La bibliothèque libre.
Le texte de cette page a été corrigé et est conforme au fac-similé.

III. – AMOROSO.


I

Le Cheval-Blanc est une petite auberge du faubourg de Salins, où dînent presque journellement les voituriers de marine. L’enseigne, formée de deux planches, saillit angulairement sur la rue, en invitant de son mieux les passans d’amont et d’aval à vouloir bien se donner la peine d’entrer. Cette enseigne est surmontée d’un petit cheval blanc, qui a l’air de très bien se porter, et qui, depuis un temps immémorial, s’élance dans les airs sans jamais bouger de place, ce qui est fort heureux pour lui, car il est évident qu’il n’irait pas loin sans se casser horriblement le nez. La salle à manger du Cheval-Blanc est une petite pièce au niveau de la rue. Elle est éclairée par une porte vitrée qui peut à l’occasion s’ouvrir à deux battans. C’est immédiatement au-dessus de cette porte que sont placés l’enseigne angulaire et le petit cheval blanc. L’intérieur de la pièce a pour tout ameublement des chaises et des tables. Les murs sont tapissés de papier considérablement défraîchi, sur lequel dansent une multitude de bayadères qui partent toutes en lignes obliques du plafond pour descendre jusqu’au niveau des labiés. Là commence une planchette circulaire que l’on semble avoir chargée dans le principe de la préservation du papier, mais qui n’a rien préservé du tout, car à plusieurs endroits on aperçoit le mur à nu. Huit lithographies coloriées pendent aux murs de droite et de gauche en se faisant vis-à-vis. D’un côté, c’est le Printemps, l’Été, l’Automne et l’Hiver, représentés par quatre donzelles hautes en couleur. Le Printemps a des joues comme des pommes d’api ; l’Été fait jouer son éventail avec un laisser-aller qui touche à l’effronterie ; l’Automne croque un raisin de l’air que devait avoir Eve en mangeant sa pomme, et l’Hiver enfin a l’air d’avoir horriblement froid malgré le superbe boa qui lui sert de collier. De l’autre côté viennent du même front la Belle Française, la Belle Anglaise, la Belle Allemande et la Belle Portugaise. Le fond de la pièce est occupé par un grand vitrage qui la sépare de la cuisine, de telle sorte que tout en veillant à ses réchauds, l’hôtesse peut toujours avoir les yeux sur ce qui se passe dans la première pièce.
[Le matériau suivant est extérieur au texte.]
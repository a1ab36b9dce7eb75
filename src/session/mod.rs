//! Browser sessions and their widgets.
//!
//! Each page load starts a [`Session`] holding a fresh [`Widget`]; the
//! transcript lives exactly as long as the session. Sessions are identified
//! by UUID and end when deleted or after sitting idle.
//!
//! # Architecture
//!
//! - [`Session`]: one widget plus activity timestamps
//! - [`SessionStore`]: thread-safe map of all live sessions
//!
//! [`Widget`]: crate::widget::Widget

mod store;

pub use store::{Session, SessionStore};
//! Full page document.

use super::{SCROLL_ANCHOR_ID, composer, escape_html, transcript};
use crate::config::UiConfig;
use crate::widget::Snapshot;

const WIDGET_CSS: &str = r"
  body { margin: 0; font-family: system-ui, sans-serif; background: #f3f4f6; }
  .chat-widget { display: flex; flex-direction: column; height: 100vh; max-width: 40rem; margin: 0 auto; background: #fff; }
  .chat-header { padding: 1rem; font-weight: 600; font-size: 1.125rem; background: #7c3aed; color: #fff; }
  .chat-transcript { flex: 1; overflow-y: auto; padding: 1rem; display: flex; flex-direction: column; gap: 0.5rem; }
  .chat-row { display: flex; }
  .chat-row-user { justify-content: flex-end; }
  .chat-row-bot { justify-content: flex-start; }
  .chat-bubble { max-width: 75%; padding: 0.5rem 0.75rem; border-radius: 1rem; white-space: pre-wrap; word-wrap: break-word; }
  .chat-bubble-user { background: #7c3aed; color: #fff; }
  .chat-bubble-bot { background: #e5e7eb; color: #111827; }
  .chat-bubble-typing { background: #e5e7eb; color: #6b7280; font-style: italic; }
  .chat-composer { display: flex; gap: 0.5rem; padding: 0.75rem; border-top: 1px solid #e5e7eb; }
  .chat-input-wrap { flex: 1; }
  .chat-input { width: 100%; box-sizing: border-box; padding: 0.5rem 0.75rem; border: 1px solid #d1d5db; border-radius: 9999px; }
  .chat-send { padding: 0.5rem 1rem; border: 0; border-radius: 9999px; background: #7c3aed; color: #fff; cursor: pointer; }
  .chat-send[disabled] { opacity: 0.6; cursor: default; }
  .chat-spinner { display: inline-block; width: 1rem; height: 1rem; border: 2px solid #fff; border-top-color: transparent; border-radius: 50%; animation: chat-spin 0.8s linear infinite; }
  @keyframes chat-spin { to { transform: rotate(360deg); } }
";

/// Render the page for one session.
///
/// The widget root opens an SSE connection to the session's event stream;
/// `transcript` events replace the transcript pane and `send-button` events
/// replace the button. After either swap, and on first load, the scroll
/// anchor is scrolled into view.
#[must_use]
pub fn page(ui: &UiConfig, session_id: &str, snapshot: &Snapshot) -> String {
    let title = escape_html(&ui.title);
    let htmx_src = escape_html(&ui.htmx_src);
    let htmx_sse_src = escape_html(&ui.htmx_sse_src);
    let transcript = transcript(snapshot);
    let composer = composer(session_id, snapshot);

    format!(
        r#"<!DOCTYPE html>
<html lang="en">
<head>
    <meta charset="utf-8">
    <meta name="viewport" content="width=device-width, initial-scale=1">
    <title>{title}</title>
    <script src="{htmx_src}"></script>
    <script src="{htmx_sse_src}"></script>
    <style>{WIDGET_CSS}</style>
</head>
<body>
    <div id="chat-widget" class="chat-widget" hx-ext="sse" sse-connect="/widget/{session_id}/events">
        <header class="chat-header">{title}</header>
        <div id="transcript" class="chat-transcript" sse-swap="transcript" hx-swap="innerHTML">{transcript}</div>
        {composer}
    </div>
    <script>
        window.clearDraft = function () {{
            var input = document.getElementById("draft-input");
            if (input && input.value.trim() !== "") {{ input.value = ""; }}
        }};
        (function () {{
            function scrollToEnd() {{
                var end = document.getElementById("{SCROLL_ANCHOR_ID}");
                if (end) {{ end.scrollIntoView({{ behavior: "smooth", block: "end" }}); }}
            }}
            ["htmx:afterSettle", "htmx:sseMessage"].forEach(function (name) {{
                document.body.addEventListener(name, function (evt) {{
                    if (evt.target && evt.target.id === "transcript") {{ scrollToEnd(); }}
                }});
            }});
            scrollToEnd();
        }})();
    </script>
</body>
</html>"#
    )
}

#[cfg(test)]
mod tests {
    use super::*;
    use crate::widget::{ChatEntry, Status, Transcript};

    fn ui() -> UiConfig {
        UiConfig {
            title: "🤖 Gemini AI Assistant".to_string(),
            htmx_src: "/static/htmx.min.js".to_string(),
            htmx_sse_src: "/static/sse.js".to_string(),
            static_dir: "static".to_string(),
        }
    }

    #[test]
    fn test_page_wires_session() {
        let mut transcript = Transcript::new();
        transcript.append(ChatEntry::user("Hello"));
        let snapshot = Snapshot {
            version: 1,
            transcript,
            draft: String::new(),
            revision: 1,
            loading: true,
            status: Status::Awaiting,
            outstanding: 1,
        };

        let html = page(&ui(), "s-1", &snapshot);
        assert!(html.starts_with("<!DOCTYPE html>"));
        assert!(html.contains(r#"sse-connect="/widget/s-1/events""#));
        assert!(html.contains("<header class=\"chat-header\">🤖 Gemini AI Assistant</header>"));
        assert!(html.contains(r#"<script src="/static/sse.js"></script>"#));
        assert!(html.contains("Typing..."));
        assert!(html.contains(r#"id="composer""#));
        assert!(html.contains(r#"getElementById("chat-end")"#));
        assert!(html.contains("window.clearDraft"));
    }
}
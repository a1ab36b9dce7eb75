use std::convert::Infallible;
use std::sync::Arc;
use std::time::Duration;

use axum::{
    Form, Json, Router,
    extract::{Path, State},
    http::StatusCode,
    response::{
        Html,
        sse::{Event, KeepAlive, Sse},
    },
    routing::{get, post},
};
use futures::{Stream, StreamExt};
use serde::{Deserialize, Serialize};
use tokio_stream::wrappers::WatchStream;
use tower_http::services::ServeDir;
use tower_http::trace::TraceLayer;
use tracing::info;

use crate::AppState;
use crate::config::AppConfig;
use crate::session::{Session, SessionStore};
use crate::view;
use crate::widget::{Action, HttpChatBackend, Status, SubmitTrigger, Transcript};

/// Start the Axum server with the provided configuration.
pub async fn start_server(config: Arc<AppConfig>) -> anyhow::Result<()> {
    let backend = HttpChatBackend::new(
        config.widget.endpoint.clone(),
        config.widget.request_timeout(),
    )?;

    info!(
        name: "widget.config.loaded",
        endpoint = %backend.endpoint(),
        loading_policy = ?config.widget.loading_policy,
        timeout_secs = ?config.widget.request_timeout_secs,
        "Widget configuration loaded"
    );

    let sessions = SessionStore::new(Arc::new(backend), config.widget.loading_policy);
    let sweeper = sessions.spawn_sweeper(
        config.session.sweep_interval(),
        config.session.idle_timeout(),
    );

    let state = AppState {
        config: Arc::clone(&config),
        sessions,
    };
    let app = build_router(state);

    let addr = config.bind_addr();
    let listener = tokio::net::TcpListener::bind(&addr).await?;

    info!(
        name: "server.started",
        address = %addr,
        "Server started"
    );

    let served = axum::serve(listener, app)
        .with_graceful_shutdown(shutdown_signal())
        .await;
    sweeper.abort();
    served?;

    info!(name: "server.stopped", "Server stopped");
    Ok(())
}

/// Build the router for the widget pages and API.
///
/// `/static` is served from `ui.static_dir` only when that directory exists.
pub fn build_router(state: AppState) -> Router {
    let static_dir = state.config.ui.static_dir.clone();

    let mut app = Router::new()
        .route("/", get(index_handler))
        .route("/health", get(health_handler))
        .route("/widget/{id}", axum::routing::delete(end_session))
        .route("/widget/{id}/draft", post(edit_draft))
        .route("/widget/{id}/send", post(send_message))
        .route("/widget/{id}/transcript", get(transcript_fragment))
        .route("/widget/{id}/messages", get(list_messages))
        .route("/widget/{id}/events", get(widget_events))
        .with_state(state);

    if std::path::Path::new(&static_dir).is_dir() {
        app = app.nest_service("/static", ServeDir::new(static_dir));
    }

    app.layer(TraceLayer::new_for_http())
}

async fn shutdown_signal() {
    if let Err(e) = tokio::signal::ctrl_c().await {
        tracing::error!(error = %e, "Failed to listen for shutdown signal");
        std::future::pending::<()>().await;
    }
}

// ─────────────────────────────────────────────────────────────────────────────
// HTML Handlers
// ─────────────────────────────────────────────────────────────────────────────

/// GET / - Start a session and render its page.
async fn index_handler(State(state): State<AppState>) -> Html<String> {
    let session = state.sessions.create();
    info!(
        session_id = %session.id(),
        live_sessions = state.sessions.len(),
        "Session started"
    );
    Html(view::page(
        &state.config.ui,
        session.id(),
        &session.widget().snapshot(),
    ))
}

/// Form body posted by the draft input.
#[derive(Debug, Deserialize)]
struct DraftForm {
    #[serde(default)]
    message: String,
}

/// POST /widget/{id}/draft - Mirror the input's value into the draft.
async fn edit_draft(
    State(state): State<AppState>,
    Path(id): Path<String>,
    Form(form): Form<DraftForm>,
) -> StatusCode {
    let Some(session) = find_session(&state.sessions, &id) else {
        return StatusCode::NOT_FOUND;
    };

    match session.widget().edit_draft(form.message).await {
        Ok(_) => StatusCode::NO_CONTENT,
        Err(e) => {
            tracing::warn!(session_id = %id, error = %e, "Draft edit rejected");
            StatusCode::GONE
        }
    }
}

/// Form body posted by Enter and by the send button.
#[derive(Debug, Deserialize)]
struct SendForm {
    #[serde(default)]
    message: String,
    /// Revision of the composer that produced this submission.
    #[serde(default)]
    revision: Option<u64>,
    #[serde(default)]
    trigger: SubmitTrigger,
}

/// POST /widget/{id}/send - Submit the input's value and return the next
/// revision field.
///
/// The send button is left to the event stream so a reply that settles
/// before this response arrives cannot be overwritten by a stale button.
async fn send_message(
    State(state): State<AppState>,
    Path(id): Path<String>,
    Form(form): Form<SendForm>,
) -> Result<Html<String>, StatusCode> {
    let session = find_session(&state.sessions, &id).ok_or(StatusCode::NOT_FOUND)?;

    tracing::debug!(
        session_id = %id,
        trigger = ?form.trigger,
        revision = ?form.revision,
        message_length = form.message.len(),
        "Received submission"
    );

    let snapshot = session
        .widget()
        .apply(Action::Submit {
            trigger: form.trigger,
            revision: form.revision,
            draft: Some(form.message),
        })
        .await
        .map_err(|e| {
            tracing::warn!(session_id = %id, error = %e, "Submission rejected");
            StatusCode::GONE
        })?;

    Ok(Html(view::revision_field(snapshot.revision)))
}

/// GET /widget/{id}/transcript - Transcript pane fragment.
async fn transcript_fragment(
    State(state): State<AppState>,
    Path(id): Path<String>,
) -> Result<Html<String>, StatusCode> {
    let session = find_session(&state.sessions, &id).ok_or(StatusCode::NOT_FOUND)?;
    Ok(Html(view::transcript(&session.widget().snapshot())))
}

// ─────────────────────────────────────────────────────────────────────────────
// API Handlers
// ─────────────────────────────────────────────────────────────────────────────

#[derive(Debug, Serialize)]
struct HealthResponse {
    status: &'static str,
    sessions: usize,
}

/// GET /health - Liveness check.
async fn health_handler(State(state): State<AppState>) -> Json<HealthResponse> {
    Json(HealthResponse {
        status: "ok",
        sessions: state.sessions.len(),
    })
}

/// Transcript DTO for API responses.
#[derive(Debug, Serialize)]
struct MessagesResponse {
    session_id: String,
    loading: bool,
    status: Status,
    messages: Transcript,
}

/// GET /widget/{id}/messages - Transcript as JSON.
async fn list_messages(
    State(state): State<AppState>,
    Path(id): Path<String>,
) -> Result<Json<MessagesResponse>, StatusCode> {
    let session = find_session(&state.sessions, &id).ok_or(StatusCode::NOT_FOUND)?;
    let snapshot = session.widget().snapshot();

    Ok(Json(MessagesResponse {
        session_id: session.id().to_string(),
        loading: snapshot.loading,
        status: snapshot.status,
        messages: snapshot.transcript,
    }))
}

/// DELETE /widget/{id} - End a session.
async fn end_session(State(state): State<AppState>, Path(id): Path<String>) -> StatusCode {
    match state.sessions.remove(&id) {
        Some(_) => StatusCode::NO_CONTENT,
        None => StatusCode::NOT_FOUND,
    }
}

/// GET /widget/{id}/events - Re-rendered transcript pane and send button,
/// pushed whenever either would look different.
///
/// The first event carries the current state. The stream ends when the
/// session's widget stops.
async fn widget_events(
    State(state): State<AppState>,
    Path(id): Path<String>,
) -> Result<Sse<impl Stream<Item = Result<Event, Infallible>>>, StatusCode> {
    let session = find_session(&state.sessions, &id).ok_or(StatusCode::NOT_FOUND)?;
    let session_id = session.id().to_string();
    let mut snapshots = WatchStream::new(session.widget().subscribe());
    drop(session);

    tracing::debug!(session_id = %session_id, "Starting SSE stream");

    let stream = async_stream::stream! {
        let mut last_view = None;
        while let Some(snapshot) = snapshots.next().await {
            let view_key = snapshot.view_key();
            if last_view == Some(view_key) {
                continue;
            }
            last_view = Some(view_key);

            yield Ok::<Event, Infallible>(
                Event::default()
                    .event("transcript")
                    .data(view::transcript(&snapshot)),
            );
            yield Ok::<Event, Infallible>(
                Event::default()
                    .event("send-button")
                    .data(view::send_button(&session_id, snapshot.loading)),
            );
        }
        tracing::debug!(session_id = %session_id, "SSE stream finished");
    };

    Ok(Sse::new(stream).keep_alive(KeepAlive::new().interval(Duration::from_secs(15))))
}

// ─────────────────────────────────────────────────────────────────────────────
// Helpers
// ─────────────────────────────────────────────────────────────────────────────

fn find_session(sessions: &SessionStore, id: &str) -> Option<Session> {
    let session = sessions.get(id);
    if session.is_none() {
        tracing::debug!(session_id = %id, "Session not found");
    }
    session
}
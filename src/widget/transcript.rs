//! Chat entries and the append-only transcript store.

use serde::{Deserialize, Serialize};

/// Text shown in place of a reply when the remote assistant could not be
/// reached or answered with something unusable.
pub const ERROR_REPLY: &str = "❌ Error contacting Gemini API";

/// Who produced an entry.
#[derive(Debug, Clone, Copy, PartialEq, Eq, Serialize, Deserialize)]
#[serde(rename_all = "lowercase")]
pub enum Sender {
    /// The person typing into the widget.
    User,
    /// The remote assistant (or the error marker standing in for it).
    Bot,
}

/// A single message in the transcript.
///
/// Entries are immutable once created; the fields are only readable.
#[derive(Debug, Clone, PartialEq, Eq, Serialize, Deserialize)]
pub struct ChatEntry {
    sender: Sender,
    text: String,
}

impl ChatEntry {
    /// Create an entry authored by the user.
    #[must_use]
    pub fn user(text: impl Into<String>) -> Self {
        Self {
            sender: Sender::User,
            text: text.into(),
        }
    }

    /// Create an entry authored by the assistant.
    #[must_use]
    pub fn bot(text: impl Into<String>) -> Self {
        Self {
            sender: Sender::Bot,
            text: text.into(),
        }
    }

    /// The error marker entry appended when a request fails.
    #[must_use]
    pub fn bot_error() -> Self {
        Self::bot(ERROR_REPLY)
    }

    #[must_use]
    pub fn sender(&self) -> Sender {
        self.sender
    }

    #[must_use]
    pub fn text(&self) -> &str {
        &self.text
    }

    /// Whether this entry is the failure marker.
    #[must_use]
    pub fn is_error(&self) -> bool {
        self.sender == Sender::Bot && self.text == ERROR_REPLY
    }
}

/// Ordered, append-only sequence of chat entries.
///
/// Index order is send order. There is no way to remove or edit an entry
/// once it has been appended.
#[derive(Debug, Clone, Default, PartialEq, Eq, Serialize)]
#[serde(transparent)]
pub struct Transcript {
    entries: Vec<ChatEntry>,
}

impl Transcript {
    /// Create an empty transcript.
    #[must_use]
    pub fn new() -> Self {
        Self::default()
    }

    /// Append an entry at the tail.
    pub fn append(&mut self, entry: ChatEntry) {
        self.entries.push(entry);
    }

    /// All entries in send order.
    #[must_use]
    pub fn entries(&self) -> &[ChatEntry] {
        &self.entries
    }

    pub fn iter(&self) -> impl Iterator<Item = &ChatEntry> {
        self.entries.iter()
    }

    #[must_use]
    pub fn last(&self) -> Option<&ChatEntry> {
        self.entries.last()
    }

    #[must_use]
    pub fn len(&self) -> usize {
        self.entries.len()
    }

    #[must_use]
    pub fn is_empty(&self) -> bool {
        self.entries.is_empty()
    }
}

impl<'a> IntoIterator for &'a Transcript {
    type Item = &'a ChatEntry;
    type IntoIter = std::slice::Iter<'a, ChatEntry>;

    fn into_iter(self) -> Self::IntoIter {
        self.entries.iter()
    }
}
Aujourd’hui toutes les tables de la salle à manger sont garnies. Pendant que la Jeanne-Antoine est en visite au Matachin, les voituriers de Villeneuve occupent ici en commun la grande table de droite, leur grand chapeau de feutre gris sur l’oreille, la corde du fouet passée en cravate autour du cou, avec le manche ramené entre les cuisses, et la roulière bleue d’ordonnance. Manuel est à un bout de la table. Il a l’air plus triste et plus bourru que jamais. Il ne répond que par monosyllabes aux questions qu’on lui adresse, il semble avoir ses pensées ailleurs.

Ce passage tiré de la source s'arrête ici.